**Problem description**
Return every line below in which "handlers" appears.

═══ Data provided

//! Job handlers and the closed registry that maps `(agent, job type)` to them.
//!
//! The registry is built once at startup. Structural mistakes such as a
//! handler for an agent nobody declared, or a declared job type with no
//! handler, fail `build()` instead of surfacing as runtime job failures.

use async_trait::async_trait;
use serde::de::DeserializeOwned;
use std::collections::{BTreeMap, HashMap, HashSet};
use std::future::Future;
use std::sync::{Arc, Mutex};

use crate::config::AgentSettings;
use crate::error::{JobError, RegistryError};
use crate::events::{EmitReport, EventBus};
use crate::guardrail::{CostedCall, CostedCallOutcome, GuardrailExecutor};
use crate::model::{Job, Usage};

/// Job type every agent answers to without registration; echoes its payload.
pub const PING_JOB_TYPE: &str = "ping";

#[async_trait]
pub trait JobHandler: Send + Sync {
    async fn run(&self, ctx: JobContext) -> Result<serde_json::Value, JobError>;
}

/// Adapts an async closure into a [`JobHandler`]
pub struct FnHandler<F>(pub F);

#[async_trait]
impl<F, Fut> JobHandler for FnHandler<F>
where
    F: Fn(JobContext) -> Fut + Send + Sync,
    Fut: Future<Output = Result<serde_json::Value, JobError>> + Send,
{
    async fn run(&self, ctx: JobContext) -> Result<serde_json::Value, JobError> {
        (self.0)(ctx).await
    }
}

struct PingHandler;

#[async_trait]
impl JobHandler for PingHandler {
    async fn run(&self, ctx: JobContext) -> Result<serde_json::Value, JobError> {
        Ok(serde_json::json!({ "pong": ctx.payload().clone() }))
    }
}

/// Parameters of a costed call made from inside a handler.
#[derive(Debug, Clone)]
pub struct CallSpec {
    pub system: String,
    pub input: String,
    pub model: Option<String>,
    pub max_output: u32,
    pub temperature: f32,
}

impl CallSpec {
    pub fn new(system: impl Into<String>, input: impl Into<String>) -> Self {
        Self {
            system: system.into(),
            input: input.into(),
            model: None,
            max_output: 1024,
            temperature: 0.7,
        }
    }

    pub fn model(mut self, model: impl Into<String>) -> Self {
        self.model = Some(model.into());
        self
    }

    pub fn max_output(mut self, max_output: u32) -> Self {
        self.max_output = max_output;
        self
    }

    pub fn temperature(mut self, temperature: f32) -> Self {
        self.temperature = temperature;
        self
    }
}

/// What a handler sees of the system while running one attempt.
///
/// Costed calls made through the context are attributed to the job and
/// summed into the attempt's usage.
#[derive(Clone)]
pub struct JobContext {
    job: Arc<Job>,
    executor: Arc<GuardrailExecutor>,
    events: Arc<EventBus>,
    usage: Arc<Mutex<Usage>>,
}

impl JobContext {
    pub fn new(job: Job, executor: Arc<GuardrailExecutor>, events: Arc<EventBus>) -> Self {
        Self {
            job: Arc::new(job),
            executor,
            events,
            usage: Arc::new(Mutex::new(Usage::default())),
        }
    }

    pub fn job(&self) -> &Job {
        &self.job
    }

    pub fn agent(&self) -> &str {
        &self.job.queue
    }

    pub fn payload(&self) -> &serde_json::Value {
        &self.job.payload
    }

    pub fn payload_as<T: DeserializeOwned>(&self) -> Result<T, JobError> {
        serde_json::from_value(self.job.payload.clone())
            .map_err(|e| JobError::InvalidPayload(e.to_string()))
    }

    pub async fn call(&self, spec: CallSpec) -> Result<CostedCallOutcome, JobError> {
        let outcome = self
            .executor
            .call(CostedCall {
                system: spec.system,
                input: spec.input,
                model: spec.model,
                max_output: spec.max_output,
                temperature: spec.temperature,
                agent: self.job.queue.clone(),
                job_type: self.job.job_type.clone(),
            })
            .await?;

        self.usage
            .lock()
            .unwrap_or_else(|e| e.into_inner())
            .add(&Usage {
                input_units: outcome.input_units,
                output_units: outcome.output_units,
                cost_usd: outcome.cost_usd,
            });
        Ok(outcome)
    }

    /// Publish a domain event caused by this job, one level deeper than the job.
    pub async fn emit(&self, name: &str, data: serde_json::Value) -> EmitReport {
        self.events
            .emit_with_depth(name, data, self.job.depth + 1)
            .await
    }

    pub fn usage(&self) -> Usage {
        *self.usage.lock().unwrap_or_else(|e| e.into_inner())
    }
}

struct AgentEntry {
    settings: AgentSettings,
    handlers: HashMap<String, Arc<dyn JobHandler>>,
}

pub struct HandlerRegistry {
    agents: BTreeMap<String, AgentEntry>,
}

impl HandlerRegistry {
    pub fn builder() -> RegistryBuilder {
        RegistryBuilder::default()
    }

    pub fn contains_agent(&self, agent: &str) -> bool {
        self.agents.contains_key(agent)
    }

    pub fn agents(&self) -> impl Iterator<Item = (&str, &AgentSettings)> {
        self.agents
            .iter()
            .map(|(name, entry)| (name.as_str(), &entry.settings))
    }

    pub fn settings(&self, agent: &str) -> Option<&AgentSettings> {
        self.agents.get(agent).map(|entry| &entry.settings)
    }

    pub fn critical_agents(&self) -> HashSet<String> {
        self.agents
            .iter()
            .filter(|(_, entry)| entry.settings.critical)
            .map(|(name, _)| name.clone())
            .collect()
    }

    pub fn job_types(&self, agent: &str) -> Vec<String> {
        let mut types: Vec<String> = self
            .agents
            .get(agent)
            .map(|entry| entry.handlers.keys().cloned().collect())
            .unwrap_or_default();
        types.sort();
        types
    }

    /// Look up the handler for one job. An unknown job type is a job failure,
    /// not a dispatch failure, so it goes through the normal retry path.
    pub fn resolve(&self, agent: &str, job_type: &str) -> Result<Arc<dyn JobHandler>, JobError> {
        self.agents
            .get(agent)
            .and_then(|entry| entry.handlers.get(job_type))
            .cloned()
            .ok_or_else(|| JobError::UnknownJobType {
                agent: agent.to_string(),
                job_type: job_type.to_string(),
            })
    }
}

#[derive(Default)]
pub struct RegistryBuilder {
    agents: Vec<(String, AgentSettings)>,
    handlers: Vec<(String, String, Arc<dyn JobHandler>)>,
}

impl RegistryBuilder {
    pub fn agent(mut self, name: impl Into<String>, settings: AgentSettings) -> Self {
        self.agents.push((name.into(), settings));
        self
    }

    /// Declare every agent from configuration.
    pub fn agents<'a, I>(mut self, agents: I) -> Self
    where
        I: IntoIterator<Item = (&'a String, &'a AgentSettings)>,
    {
        for (name, settings) in agents {
            self.agents.push((name.clone(), settings.clone()));
        }
        self
    }

    pub fn handler(
        mut self,
        agent: impl Into<String>,
        job_type: impl Into<String>,
        handler: Arc<dyn JobHandler>,
    ) -> Self {
        self.handlers.push((agent.into(), job_type.into(), handler));
        self
    }

    pub fn handler_fn<F, Fut>(self, agent: impl Into<String>, job_type: impl Into<String>, f: F) -> Self
    where
        F: Fn(JobContext) -> Fut + Send + Sync + 'static,
        Fut: Future<Output = Result<serde_json::Value, JobError>> + Send + 'static,
    {
        self.handler(agent, job_type, Arc::new(FnHandler(f)))
    }

    pub fn build(self) -> Result<HandlerRegistry, RegistryError> {
        let mut agents: BTreeMap<String, AgentEntry> = BTreeMap::new();
        for (name, settings) in self.agents {
            if settings.concurrency == 0 {
                return Err(RegistryError::ZeroConcurrency(name));
            }
            if agents.contains_key(&name) {
                return Err(RegistryError::DuplicateAgent(name));
            }
            agents.insert(
                name,
                AgentEntry {
                    settings,
                    handlers: HashMap::new(),
                },
            );
        }

        for (agent, job_type, handler) in self.handlers {
            let Some(entry) = agents.get_mut(&agent) else {
                return Err(RegistryError::UndeclaredAgent(agent));
            };
            if entry.handlers.insert(job_type.clone(), handler).is_some() {
                return Err(RegistryError::DuplicateHandler { agent, job_type });
            }
        }

        for (name, entry) in agents.iter_mut() {
            if let Some(missing) = entry
                .settings
                .job_types
                .iter()
                .find(|job_type| !entry.handlers.contains_key(*job_type))
            {
                return Err(RegistryError::MissingHandler {
                    agent: name.clone(),
                    job_type: missing.clone(),
                });
            }
            entry
                .handlers
                .entry(PING_JOB_TYPE.to_string())
                .or_insert_with(|| Arc::new(PingHandler));
        }

        Ok(HandlerRegistry { agents })
    }
}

══════

**Result**
//! Job handlers and the closed registry that maps `(agent, job type)` to them.
    handlers: HashMap<String, Arc<dyn JobHandler>>,
            .map(|entry| entry.handlers.keys().cloned().collect())
            .and_then(|entry| entry.handlers.get(job_type))
    handlers: Vec<(String, String, Arc<dyn JobHandler>)>,
        self.handlers.push((agent.into(), job_type.into(), handler));
                    handlers: HashMap::new(),
        for (agent, job_type, handler) in self.handlers {
            if entry.handlers.insert(job_type.clone(), handler).is_some() {
                .find(|job_type| !entry.handlers.contains_key(*job_type))
                .handlers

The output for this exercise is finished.